L'émergence de la monnaie du point de vue des sciences cognitives

Economie/gestion

Une étude menée par des chercheurs du Laboratoire de Neurosciences Cognitives Computationnelles (LNC2, ENS / Inserm) et de l'Institut Jean Nicod (IJN, UMR8129, CNRS / ENS / EHESS) met en évidence les mécanismes cognitifs de base qui sous-tendent l'émergence de la monnaie. De simples mécanismes d'apprentissage par renforcement et de prise en compte anticipée de coûts d'opportunité sont suffisants pour la mise en place et la stabilisation des échanges monétaires. Elle étend également l'application des modèles d'apprentissage par renforcement à des environnements de décision économique plus complexes que ceux habituellement envisagés en neurosciences computationnelles. Cette étude constitue une avancée dans la compréhension des micro-fondations cognitives d'une institution macroéconomique complexe comme la monnaie. Elle pose les bases de futures explorations sur le thème de l'adéquation entre le cerveau humain et le fonctionnement des systèmes économiques. Elle a fait l’objet d’une publication dans la revue Proceedings of the National Academy of Sciences (PNAS).

La monnaie est au centre de la vie économique.
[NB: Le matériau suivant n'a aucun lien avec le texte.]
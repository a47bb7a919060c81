//! Data models for the task tracking backend.
//!
//! Domain rows, request payloads and the response shapes handed to clients.

mod category;
mod task;
mod user;

pub use category::*;
pub use task::*;
pub use user::*;

/// Text format used for every stored and rendered timestamp (UTC).
pub const DATETIME_FORMAT: &str = "%Y-%m-%d %H:%M:%S";

/// Ownership predicate shared by every user-scoped resource.
///
/// A resource without an owner is global: visible to everyone, owned by nobody.
pub trait Owned {
    fn owner_id(&self) -> Option<&str>;

    fn owned_by(&self, user_id: &str) -> bool {
        self.owner_id() == Some(user_id)
    }

    fn visible_to(&self, user_id: &str) -> bool {
        match self.owner_id() {
            None => true,
            Some(owner) => owner == user_id,
        }
    }
}

/// Length of a string in characters rather than bytes.
pub(crate) fn char_len(s: &str) -> usize {
    s.chars().count()
}
#[tokio::test]
async fn test_search_filters_and_stats() {
    let fixture = TestFixture::new().await;
    let client = &fixture.client;
    fixture.signed_in(client, "a@x.com").await;

    let milk = fixture
        .create_task(client, json!({"title": "Buy milk", "description": "two litres", "category": "Shopping"}))
        .await;
    let report = fixture
        .create_task(
            client,
            json!({"title": "Write report", "description": "quarterly numbers", "category": "Work"}),
        )
        .await;
    let milk_id = milk["task_id"].as_str().unwrap().to_string();
    let report_id = report["task_id"].as_str().unwrap().to_string();

    let (status, body) = fixture.get_json(client, "/task/search?q=milk").await;
    assert_eq!(status, StatusCode::OK);
    assert_eq!(task_ids(&body), vec![milk_id.clone()]);

    let (_, body) = fixture.get_json(client, "/task/search?q=quarterly").await;
    assert_eq!(task_ids(&body), vec![report_id.clone()]);

    let (_, body) = fixture.get_json(client, "/task/search?category=Work").await;
    assert_eq!(task_ids(&body), vec![report_id.clone()]);

    let (status, body) = fixture.get_json(client, "/task/search?category=Nope").await;
    assert_eq!(status, StatusCode::BAD_REQUEST);
    assert!(body["data"]["available_categories"].is_array());

    client
        .put(fixture.url(&format!("/task/{}/complete", milk_id)))
        .send()
        .await
        .unwrap();

    let (_, body) = fixture.get_json(client, "/task/completed").await;
    assert_eq!(task_ids(&body), vec![milk_id]);
    let (_, body) = fixture.get_json(client, "/task/pending").await;
    assert_eq!(task_ids(&body), vec![report_id]);

    let (status, body) = fixture.get_json(client, "/users/stats").await;
    assert_eq!(status, StatusCode::OK);
    assert_eq!(body["data"]["task_count"], 2);
    assert_eq!(body["data"]["completed_count"], 1);
    assert_eq!(body["data"]["overdue_count"], 0);
}

#[tokio::test]
async fn test_validation_errors() {
    let fixture = TestFixture::new().await;
    let client = &fixture.client;

    // Registration validation
    let resp = client
        .post(fixture.url("/auth/register"))
        .json(&json!({"nama": "A", "email": "a@x.com", "password": PASSWORD}))
        .send()
        .await
        .unwrap();
    assert_eq!(resp.status(), StatusCode::BAD_REQUEST);

    let resp = client
        .post(fixture.url("/auth/register"))
        .json(&json!({"nama": "Alice", "email": "not-an-email", "password": PASSWORD}))
        .send()
        .await
        .unwrap();
    assert_eq!(resp.status(), StatusCode::BAD_REQUEST);

    fixture.signed_in(client, "a@x.com").await;

    let cases = [
        json!({"title": "", "description": "d"}),
        json!({"title": "x".repeat(256), "description": "d"}),
        json!({"title": "T"}),
        json!({"title": "T", "description": "d", "due_date": "tomorrow"}),
        json!({"title": "T", "description": "d", "priority": "urgent"}),
    ];
    for case in cases {
        let resp = client
            .post(fixture.url("/task/"))
            .json(&case)
            .send()
            .await
            .unwrap();
        assert_eq!(resp.status(), StatusCode::BAD_REQUEST, "{}", case);
        let body: Value = resp.json().await.unwrap();
        assert_eq!(body["success"], false);
    }

    // Malformed JSON renders as the same envelope
    let resp = client
        .post(fixture.url("/task/"))
        .header(reqwest::header::CONTENT_TYPE, "application/json")
        .body("{not json")
        .send()
        .await
        .unwrap();
    assert_eq!(resp.status(), StatusCode::BAD_REQUEST);
    let body: Value = resp.json().await.unwrap();
    assert_eq!(body["success"], false);
    assert!(body["message"]
        .as_str()
        .unwrap()
        .starts_with("Invalid request"));

    let (status, _) = fixture.get_json(client, "/task/no-such-task").await;
    assert_eq!(status, StatusCode::NOT_FOUND);
}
Elle est le lien particulier qui rattache l'individu au système économique dans son ensemble. Son efficacité tient au fait qu'elle réunit en un simple objet (pièce, billet, signaux électroniques, etc.) une série de propriétés remarquables : moyen d'échange, réserve de valeur, liquidité, fongibilité, unité de compte, facilité d'usage…

La manière dont la monnaie a émergé est une question centrale pour les économistes. Les auteurs de cet article se posent à leur tour la question suivante : quelles capacités de l'esprit humain sont nécessaires pour qu'un système d'échange monétaire se mette en place et se stabilise?

L'approche économique classique sur l'émergence de la monnaie présuppose une rationalité parfaite de la part des individus. Les auteurs montrent que des capacités très basiques de la cognition humaine suffisent au contraire à l'émergence de la monnaie, y compris dans ses usages complexes et sophistiqués comme la spéculation. Des modes d'apprentissage par renforcement prédisent mieux l'émergence de la monnaie que les modèles économiques basés sur des anticipations rationnelles. 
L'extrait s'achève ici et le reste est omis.